In a normal aristocratic family, Spencer would have been
just another playboy. But he was the Princess of Wales' younger brother, so his
noble pursuits--i.e., wine, women, song--became tabloid fodder. His
escapades--Eton roughhousing, Oxford carousing, riotous birthday parties,
speeding tickets--made headlines. Fleet Street dubbed him "Champagne Charlie."

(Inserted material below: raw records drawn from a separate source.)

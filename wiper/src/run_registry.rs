//! Registry of in-flight wipe runs
//!
//! Each run owns one log sink, registered under its server id for the lifetime
//! of the run. A server id present in the registry is busy: a second run for the
//! same server is rejected until the first one releases its slot.
//!
//! # Usage
//!
//! ```ignore
//! let log = registry.try_acquire(&server_id, true, log_root, &started_at).await?;
//! // run the workflow, writing to `log`...
//! registry.release(&server_id).await;
//! ```

use chrono::{DateTime, Utc};
use chrono_tz::Tz;
use std::collections::HashMap;
use std::path::Path;
use std::sync::Arc;
use tokio::sync::RwLock;
use tracing::{info, instrument, warn};
use uuid::Uuid;

use crate::errors::WipeError;
use crate::run_log::RunLog;

#[derive(Clone)]
pub struct ActiveRun {
    pub run_id: Uuid,
    pub server_id: String,
    pub is_force_wipe: bool,
    pub started_at: DateTime<Utc>,
    pub log: Arc<RunLog>,
}

pub struct RunRegistry {
    active_runs: Arc<RwLock<HashMap<String, ActiveRun>>>, // server_id -> run
}

impl RunRegistry {
    pub fn new() -> Self {
        Self {
            active_runs: Arc::new(RwLock::new(HashMap::new())),
        }
    }

    /// Claim the server and open its run log
    /// Returns `WipeError::Busy` if a run for this server is still in flight
    #[instrument(skip(self, log_root, started_at), fields(server = %server_id))]
    pub async fn try_acquire(
        &self,
        server_id: &str,
        is_force_wipe: bool,
        log_root: &Path,
        started_at: &DateTime<Tz>,
    ) -> Result<ActiveRun, WipeError> {
        let mut active = self.active_runs.write().await;

        if let Some(current) = active.get(server_id) {
            let duration = Utc::now().signed_duration_since(current.started_at);
            warn!(
                "Server {} already has {} run {} in flight (started {}m ago)",
                server_id,
                if current.is_force_wipe { "forced" } else { "scheduled" },
                current.run_id,
                duration.num_minutes()
            );
            return Err(WipeError::Busy {
                server_id: server_id.to_string(),
            });
        }

        let log = RunLog::create(log_root, server_id, started_at).await?;
        let run = ActiveRun {
            run_id: Uuid::new_v4(),
            server_id: server_id.to_string(),
            is_force_wipe,
            started_at: started_at.with_timezone(&Utc),
            log: Arc::new(log),
        };

        active.insert(server_id.to_string(), run.clone());
        info!(
            "Started {} run {} on {}",
            if is_force_wipe { "forced" } else { "scheduled" },
            run.run_id,
            server_id
        );
        Ok(run)
    }

    /// Drop the server's slot and its log sink
    #[instrument(skip(self), fields(server = %server_id))]
    pub async fn release(&self, server_id: &str) {
        let mut active = self.active_runs.write().await;
        if let Some(run) = active.remove(server_id) {
            let duration = Utc::now().signed_duration_since(run.started_at);
            info!(
                "Finished run {} on {} (took {}m)",
                run.run_id,
                server_id,
                duration.num_minutes()
            );
        }
    }

    pub async fn is_active(&self, server_id: &str) -> bool {
        let active = self.active_runs.read().await;
        active.contains_key(server_id)
    }

    pub async fn active_count(&self) -> usize {
        let active = self.active_runs.read().await;
        active.len()
    }
}

impl Default for RunRegistry {
    fn default() -> Self {
        Self::new()
    }
}
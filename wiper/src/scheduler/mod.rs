//! Cron-based triggers for wipes
//!
//! This module registers three kinds of jobs:
//! - one scheduled wipe job per enabled server, in the server's timezone
//! - one force wipe job, in the global force wipe timezone
//! - one daily run log retention sweep
//!
//! # Features
//!
//! - **Cron-based scheduling**: Uses 6-field cron expressions (sec min hour day month dow)
//! - **Timezone-aware**: Each job fires in the timezone it is configured with
//! - **Calendar gate**: A fired server job only wipes if the wipe-day table matches today
//! - **Conflict prevention**: A server already being wiped is skipped
//!
//! # Configuration
//!
//! ```toml
//! # config/main.toml
//! [force_wipe]
//! cron = "0 0 18 * * Thu"
//! timezone = "America/New_York"
//!
//! # config/main-server.toml
//! server_id = "1a2b3c4d"
//! enabled = true
//! timezone = "America/New_York"
//! cron = "0 0 18 * * *"
//!
//! [[wipe_schedule]]
//! days_since_force_wipe = 7
//! ```

pub mod operations;
pub use operations::WipeScheduler;

use anyhow::{anyhow, Result};
use tracing::debug;

use crate::schedule::WipeDecision;

/// Whether a fired server job should start a regular run
pub fn should_start_scheduled(decision: &WipeDecision, defer_to_force_wipe: bool) -> bool {
    if !decision.is_wipe_day() {
        return false;
    }
    !(defer_to_force_wipe && decision.is_anchor_day)
}

pub fn validate_6_field_cron(schedule: &str) -> Result<()> {
    let parts: Vec<&str> = schedule.split_whitespace().collect();

    if parts.len() != 6 {
        return Err(anyhow!("tokio-cron-scheduler requires exactly 6 fields: second minute hour day month dayofweek. Got {} fields: '{}'", parts.len(), schedule));
    }

    validate_cron_field(parts[0], "second", 0, 59)?;
    validate_cron_field(parts[1], "minute", 0, 59)?;
    validate_cron_field(parts[2], "hour", 0, 23)?;
    validate_cron_field(parts[3], "day", 1, 31)?;
    validate_cron_field(parts[4], "month", 1, 12)?;
    validate_cron_field(parts[5], "dayofweek", 0, 7)?;

    debug!("Validated 6-field cron: '{}' → sec:{} min:{} hour:{} day:{} month:{} dow:{}",
          schedule, parts[0], parts[1], parts[2], parts[3], parts[4], parts[5]);

    Ok(())
}

/// Checks a field made of comma-separated items: `*`, `?`, `n`, `a-b`, each optionally followed by `/step`
fn validate_cron_field(field: &str, name: &str, min: u32, max: u32) -> Result<()> {
    for item in field.split(',') {
        validate_cron_item(item, name, min, max)?;
    }
    Ok(())
}

fn validate_cron_item(item: &str, name: &str, min: u32, max: u32) -> Result<()> {
    if item.is_empty() {
        return Err(anyhow!("Empty {} item in list", name));
    }

    // Named days and months are left to the cron parser
    if item.chars().any(|c| c.is_ascii_alphabetic()) {
        return Ok(());
    }

    let (base, step) = match item.split_once('/') {
        Some((base, step_str)) => {
            let step = step_str.parse::<u32>()
                .map_err(|_| anyhow!("Invalid {} step value: {}", name, step_str))?;
            (base, Some(step))
        }
        None => (item, None),
    };

    if step == Some(0) {
        return Err(anyhow!("{} step value cannot be 0", name));
    }

    if base == "*" || base == "?" {
        return Ok(());
    }

    if let Some((start_str, end_str)) = base.split_once('-') {
        let start = start_str.parse::<u32>()
            .map_err(|_| anyhow!("Invalid {} range start: {}", name, start_str))?;
        let end = end_str.parse::<u32>()
            .map_err(|_| anyhow!("Invalid {} range end: {}", name, end_str))?;

        if start < min || start > max || end < min || end > max {
            return Err(anyhow!("{} range {}-{} is outside valid range {}-{}", name, start, end, min, max));
        }
        if start > end {
            return Err(anyhow!("{} range {}-{} runs backwards", name, start, end));
        }
        return Ok(());
    }

    let value = base.parse::<u32>()
        .map_err(|_| anyhow!("Invalid {} value: {}", name, base))?;

    if value < min || value > max {
        return Err(anyhow!("{} value {} is outside valid range {}-{}", name, value, min, max));
    }

    Ok(())
}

His many model-girlfriends decorated gossip columns, much to his annoyance. (Of
course, the models wouldn't have been his girlfriends if it hadn't been for the
earl's high profile.)
Spencer's
rage at the press has grown in recent years, and with much justification. In
1995, the News of the World publicized his wife's alcoholism and
anorexia (or, to use that excellent British phrase, "a slimming disease") and
snapped surreptitious pictures of her at a private treatment facility. When his
best friend committed jewel fraud, the Daily Express falsely accused
Spencer of abetting the criminal. Another paper falsely accused him of selling
black market tickets to the Bolshoi Ballet. A paparazzo in South Africa,
where Spencer has lived since 1995, sneaked into his home as a domestic worker
and photographed him. Spencer has fought back, repeatedly winning damages from
papers that intruded on or defamed him.
But, like the British public--which demands
more celebrity photos even as it shouts for journalists' blood--Earl Spencer
has a much more ambivalent (read: "hypocritical") relationship with the press
than he pretends to have. He uses the media as much as he is abused by it--a
trait he shared with Diana. A few months after he married, for example, Spencer
slept with an old girlfriend in Paris. She was preparing to sell her story to
the tabloids when Spencer pre-empted her. He confessed his adultery to a
sympathetic Daily Mail columnist, got his soft-pedaled version of the
story published, and escaped serious damage. (In the old days, this would have
been called . Today it is spin control.) On another occasion, Spencer went on a
talk show and discussed his sex fantasies--Roman orgies, if you're curious. The
earl has even practiced the very journalism he decries. For much of the last
decade, he has been a correspondent for NBC and British networks, covering
celebrities and the aristocracy. His first TV assignment--no joke--was to serve
up royal gossip for NBC at the wedding of Prince Andrew and Sarah Ferguson.
The earl takes an equally
modern--and practical--approach to his noble heritage. He's worth more than
$100 million, but most of the fortune is tied up in land and antiques. He needs
cash flow to maintain his 121-room mansion and 13,000-acre estate, and he's
been savvy about finding it. A few years ago, he raised $336,000 by auctioning
four of his lesser titles, including Lord of Wimbledon. The titles were purely
symbolic--they carry no land and no seat in the House of Lords--but the sale
nonetheless horrified traditionalists. He has hocked heirlooms to pay taxes,
rented his mansion out for conferences and banquets, proposed turning 500
wooded acres of his estate into a housing development, and leased the grounds
for concerts.
One of the most admired
lines in the earl's eulogy was his promise to Diana that the Spencer family
will do all it can to ensure that Princes William and Harry "are not simply
immersed by duty and tradition, but can sing openly as you planned." He
presents his royal nephews with an awkward choice: Charles the prince or
Charles the earl. One is hidebound, stiff, silent in the face of media
criticism. The other is entrepreneurial, telegenic, noisy, and restrained by no
tradition. One is Britain's past; the other is its present.